U.S. Supreme Court Takes on Class Action Suits by Non-Americans

On Monday, March 29, 2010, the United States Supreme Court should begin hearings on the Morrison affair — a file that will define case law — on the possibility of non-Americans going after non-American enterprises suspected of stock market infractions in the United States, where, notably, half of the cases are class action suits. And, this even includes cases when the fraud was not committed in the United States.

The Morrison case against the National Australia Bank (NAB) is one example: Three Australian plaintiffs and one American, who have not been subject to a single prejudice, are going to explain to the judges of the Supreme Court that they were right to blame NAB in New York because of misleading information provided by the American subsidiary of NAB on its future profits. And yet, NAB is publicly listed in Australia, New Zealand, Tokyo and London, but not in the United States.

The federal court for the Southern District of New York, and then the Federal Court of Appeals for the 2nd circuit declared themselves as lacking jurisdiction since the accused activities unfolded outside of the United States and the plaintiffs do not have a right to damages in the country. Knowing that other federal courts determined themselves to have jurisdiction in similar cases, the Supreme Court took up the case to decide on the matter. Whether or not Morrison is dismissed, the decision will define the range of jurisdiction for American federal courts and the Court of Appeals in the future.

The international stakes of the issue are such that not less than fifteen amicus curiae briefs (friends of the court) have been submitted to the Supreme Court. The system of “friends of the court” allows moral persons, states or enterprises to submit arguments to clarify the issue for the American judges or attempt to influence them. Australia, the United Kingdom and France, but also Medef (the Movement of French Enterprises), Lagardere (a media group), Thales, Technip and Vivendi — recently condemned in New York for having hidden a major liquidity crisis at the beginning of the decade in Paris — fear that the Supreme Court is allocating federal jurisdiction to a large domain.

The European and Asiatic states, from their side, fear seeing American courts become the judicial soldier of the entire world. France, as the intermediary for the office of Shearman & Sterling, pointed out that a stretched design of the federal courts contradicts the “international courtesy” that governs the judicial relationships between states.

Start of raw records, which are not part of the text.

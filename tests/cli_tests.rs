use assert_cmd::Command;
use predicates::prelude::*;

fn budgety() -> (Command, tempfile::TempDir) {
    let dir = tempfile::tempdir().unwrap();
    let mut cmd = Command::cargo_bin("budgety").unwrap();
    cmd.current_dir(dir.path());
    (cmd, dir)
}

#[test]
fn demo_prints_budget() {
    let (mut cmd, _dir) = budgety();
    cmd.arg("demo")
        .assert()
        .success()
        .stdout(predicate::str::contains("+ 75.00"))
        .stdout(predicate::str::contains("exp-0"))
        .stdout(predicate::str::contains("25%"));
}

#[test]
fn run_reads_stdin() {
    let (mut cmd, _dir) = budgety();
    cmd.arg("run")
        .write_stdin("add inc Salary 3\nadd exp Snack 1\nsummary\n")
        .assert()
        .success()
        .stdout(predicate::str::contains("Added exp-0 Snack - 1.00"))
        .stdout(predicate::str::contains("33%"));
}

#[test]
fn run_reads_script_file() {
    let (mut cmd, dir) = budgety();
    let script = dir.path().join("month.txt");
    std::fs::write(
        &script,
        "# october\nadd inc \"Monthly salary\" 2500\nadd exp Rent 1000\ndelete exp-0\n",
    )
    .unwrap();
    cmd.args(["run", "--file"])
        .arg(&script)
        .assert()
        .success()
        .stdout(predicate::str::contains("Deleted exp-0"))
        .stdout(predicate::str::contains("+ 2,500.00"));
}

#[test]
fn failed_lines_are_reported() {
    let (mut cmd, _dir) = budgety();
    cmd.arg("run")
        .write_stdin("add exp Rent 0\nadd inc Salary 10\n")
        .assert()
        .failure()
        .stdout(predicate::str::contains("Added inc-0 Salary + 10.00"))
        .stderr(predicate::str::contains("line 1: value must be positive"));
}

#[test]
fn json_output() {
    let (mut cmd, _dir) = budgety();
    let output = cmd
        .args(["--json", "run"])
        .write_stdin("add inc Salary 100\nadd exp Rent 25\nsummary\n")
        .output()
        .unwrap();
    assert!(output.status.success());
    let stdout = String::from_utf8(output.stdout).unwrap();
    let last = stdout.lines().last().unwrap();
    let v: serde_json::Value = serde_json::from_str(last).unwrap();
    assert_eq!(v["budget"]["budget"], 75.0);
    assert_eq!(v["percentages"][0], 25);
}

#[test]
fn config_selects_id_policy() {
    let (mut cmd, dir) = budgety();
    let config = dir.path().join("budgety.toml");
    std::fs::write(&config, "[ledger]\nid_policy = \"from_last_entry\"\n").unwrap();
    cmd.arg("--config")
        .arg(&config)
        .arg("run")
        .write_stdin("add exp a 1\nadd exp b 1\ndelete exp-1\nadd exp c 1\n")
        .assert()
        .success()
        .stdout(predicate::str::contains("Added exp-1 c"));
}

#[test]
fn bad_config_fails_fast() {
    let (mut cmd, dir) = budgety();
    let config = dir.path().join("broken.toml");
    std::fs::write(&config, "[ledger]\nid_policy = 3\n").unwrap();
    cmd.arg("--config")
        .arg(&config)
        .arg("demo")
        .assert()
        .failure()
        .stderr(predicate::str::contains("invalid configuration"));
}

#[test]
fn config_errors_show_their_cause() {
    let (mut cmd, dir) = budgety();
    cmd.arg("--config")
        .arg(dir.path().join("absent.toml"))
        .arg("demo")
        .assert()
        .failure()
        .stderr(predicate::str::contains("Error: cannot read config"))
        .stderr(predicate::str::contains("caused by:"));
}

#[test]
fn malformed_delete_target_is_reported() {
    let (mut cmd, _dir) = budgety();
    cmd.arg("run")
        .write_stdin("add inc Salary 10\ndelete inc-+0\n")
        .assert()
        .failure()
        .stderr(predicate::str::contains(
            "line 2: invalid item reference `inc-+0`",
        ));
}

Beyond wrinkled sensitivities, the possibility of a French citizen or a Chinese citizen acting in the United States suddenly places judicial systems in competition with one another and interferes with the possibility that each sovereign state rules its own commercial businesses.

According to Emmanuel Gaillard, professor of law and associated with Shearman & Sterling in France, “class action suits in which individuals are represented, without even having wanted it, are incompatible with the French concept of international public order, and results in certain decisions of constitutional advice, in particular those rendered July 25, 1989.” Like France, the United Kingdom and Australia defend their sovereignty and wish that American jurisdiction, meaning the international plan for commercial law, be founded on clear criteria that is respectful of the rights of a third country. Many states ban class action suits to better protect enterprises.

From its side, the American government submitted a brief in favor of an enlarged jurisdiction of the American federal courts. The Supreme Court should reach its decision before the end of June 2010.

Whatever happens in the Morrison case, this judgment will be examined under a magnifying glass everywhere in the world because it will define the face of international stock exchange litigation for the next twenty years.